Well the bland comedy club of Dinnington excelled its’ self last night, it was one of the best nights of the season so far. Having recently become a member of the cast I view it from a different angle now.
We begin as usual with the part of the show known as audience participation; this is where a member of the audience asks a question and the comedians have to find as many ways as they can to not answer it. The one that was asked caused some confusion because there was no way to dodge answering it. It referred to the Casey report, “because of the Casey report shouldn’t all the Town Hall comedy club resign and leave all public life? I immediately concurred, which I forgot is a no no in the comedy club; McIver the engine, who chairs the comedy club and is always good for an understatement, said the report seemed pretty damning. This was after he had said he had only read a bit of it. Simple Simon Tweed, the only Town Hall comedian there, made a wonderful passionate speech, ” We should all work together”. Whilst he was speaking there was a strange celestial sound, I realised straight away that it was Paul McCartney’s Frog Chorus. Here endeth the public session.

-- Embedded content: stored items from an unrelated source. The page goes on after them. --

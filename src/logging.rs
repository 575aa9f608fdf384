//! Logging setup
//!
//! Logs go to stderr so that stdout only carries the matrix output.

use tracing::metadata::LevelFilter;
use tracing_appender::non_blocking::WorkerGuard;
use tracing_subscriber::EnvFilter;
use tracing_subscriber::prelude::*;

/// Installs the global subscriber. `RUST_LOG` overrides the default `warn` level.
///
/// The returned guard flushes pending records on drop and must be held
/// until the program exits.
pub fn init(json: bool) -> anyhow::Result<WorkerGuard> {
    let (writer, guard) = tracing_appender::non_blocking(std::io::stderr());

    let env_filter = EnvFilter::builder()
        .with_default_directive(LevelFilter::WARN.into())
        .from_env_lossy();

    let layer = tracing_subscriber::fmt::layer()
        .with_writer(writer)
        .with_ansi(false);

    if json {
        tracing_subscriber::registry()
            .with(layer.json().with_filter(env_filter))
            .try_init()?;
    } else {
        tracing_subscriber::registry()
            .with(layer.with_filter(env_filter))
            .try_init()?;
    }

    Ok(guard)
}
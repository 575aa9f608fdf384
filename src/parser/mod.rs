//! Parser layer
//! - traits.rs: ReleaseParser trait and the shared fetch/parse/filter pipeline
//! - block.rs: Release block splitting and `Key: Value` extraction
//! - server.rs: Server release feed parser
//! - client.rs: Client release feed parser

pub mod block;
pub mod client;
pub mod server;
pub mod traits;

pub use client::ClientReleaseParser;
pub use server::ServerReleaseParser;
pub use traits::{ReleaseParser, get_all_releases, parse_releases};
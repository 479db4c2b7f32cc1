use serde::Serialize;
use std::fmt;
use std::time::Duration;

/// Timing of one measured call.
#[derive(Debug, Clone, Copy, PartialEq, Serialize)]
pub struct LatencySample {
    pub index: usize,
    pub elapsed: Duration,
}

#[derive(Debug, Clone, Copy, PartialEq, Default, Serialize)]
pub struct LatencyReport {
    pub count: usize,
    pub sum: Duration,
    pub mean: Duration,
    pub p50: Duration,
    pub p90: Duration,
    pub p95: Duration,
    pub p99: Duration,
}

impl LatencyReport {
    /// Aggregate a measured pass. An empty pass yields an all-zero report.
    pub fn from_samples(samples: &[LatencySample]) -> Self {
        if samples.is_empty() {
            return Self::default();
        }

        let mut sorted: Vec<Duration> = samples.iter().map(|s| s.elapsed).collect();
        sorted.sort();

        let sum: Duration = sorted.iter().sum();
        let mean = Duration::from_nanos((sum.as_nanos() / sorted.len() as u128) as u64);

        Self {
            count: sorted.len(),
            sum,
            mean,
            p50: percentile(&sorted, 50.0),
            p90: percentile(&sorted, 90.0),
            p95: percentile(&sorted, 95.0),
            p99: percentile(&sorted, 99.0),
        }
    }
}

/// Percentile of ascending `sorted`, linearly interpolated between the two
/// closest ranks: `rank = p / 100 * (n - 1)`.
pub fn percentile(sorted: &[Duration], p: f64) -> Duration {
    match sorted.len() {
        0 => Duration::ZERO,
        1 => sorted[0],
        n => {
            let rank = (p.clamp(0.0, 100.0) / 100.0) * (n - 1) as f64;
            let lo = rank.floor() as usize;
            let hi = rank.ceil() as usize;
            let lo_ns = sorted[lo].as_nanos() as f64;
            let hi_ns = sorted[hi].as_nanos() as f64;
            let ns = lo_ns + (hi_ns - lo_ns) * (rank - lo as f64);
            Duration::from_nanos(ns.round() as u64)
        }
    }
}

fn ms(d: Duration) -> f64 {
    d.as_secs_f64() * 1000.0
}

impl fmt::Display for LatencyReport {
    fn fmt(&self, f: &mut fmt::Formatter<'_>) -> fmt::Result {
        writeln!(f, "========================")?;
        writeln!(f, "Queries: {}", self.count)?;
        writeln!(f, "Total time: {:.2} ms", ms(self.sum))?;
        writeln!(f, "Mean time: {:.2} ms", ms(self.mean))?;
        writeln!(f, "P50: {:.2} ms", ms(self.p50))?;
        writeln!(f, "P90: {:.2} ms", ms(self.p90))?;
        writeln!(f, "P95: {:.2} ms", ms(self.p95))?;
        write!(f, "P99: {:.2} ms", ms(self.p99))
    }
}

We then came to the roll call of all the comedians who can’t be bothered to turn up. There was no surprise when it was announced that the sister act of Havenhand and Falvey would not be appearing. It would seem Havenhand is suffering from a serious bout of amnesia, which was first brought on by the Jay report and it seems has been exacerbated by that nasty Casey. Although she was senior adviser to those two long standing Rotherham Town Hall comedians, Shaun the sheep Wright and Paul Larkin about; she can not, although she has searched her conscience, remember anything about Child Sexual Exploitation in Rotherham. It was then announced with great pomp and ceremony that that wonderful old comedian, who also used to appear at the Town Hall comedy club, Philip the warbler Wardle; he of the computer porn act, had resigned. He has not appeared for six months claiming that the film crew would not get his best side so he would not attend.
Can we be serious now please; the Editor.
At the part of the agenda where the chairman can add anything he deems urgent I asked for an emergency motion to be added. It read as follows, “In light of the Louise Casey report in which Rotherham Borough Council were found to be “not fit for purpose. This council calls on all Borough councillors to do the decent thing and resign with immediate effect.” Needless to say it was not allowed to be put on the agenda. Just one more sign of the cowardice of the Labour party.
All I will say now is when the film comes out do watch it, especially the last 30 minutes or so; because it shows how two people who believe passionately in fighting for their community can, with a bit of slight of hand, can outwit the majority. Then I am accused of bamboozling the council; this by some one who has been Chair and vice chair of the council.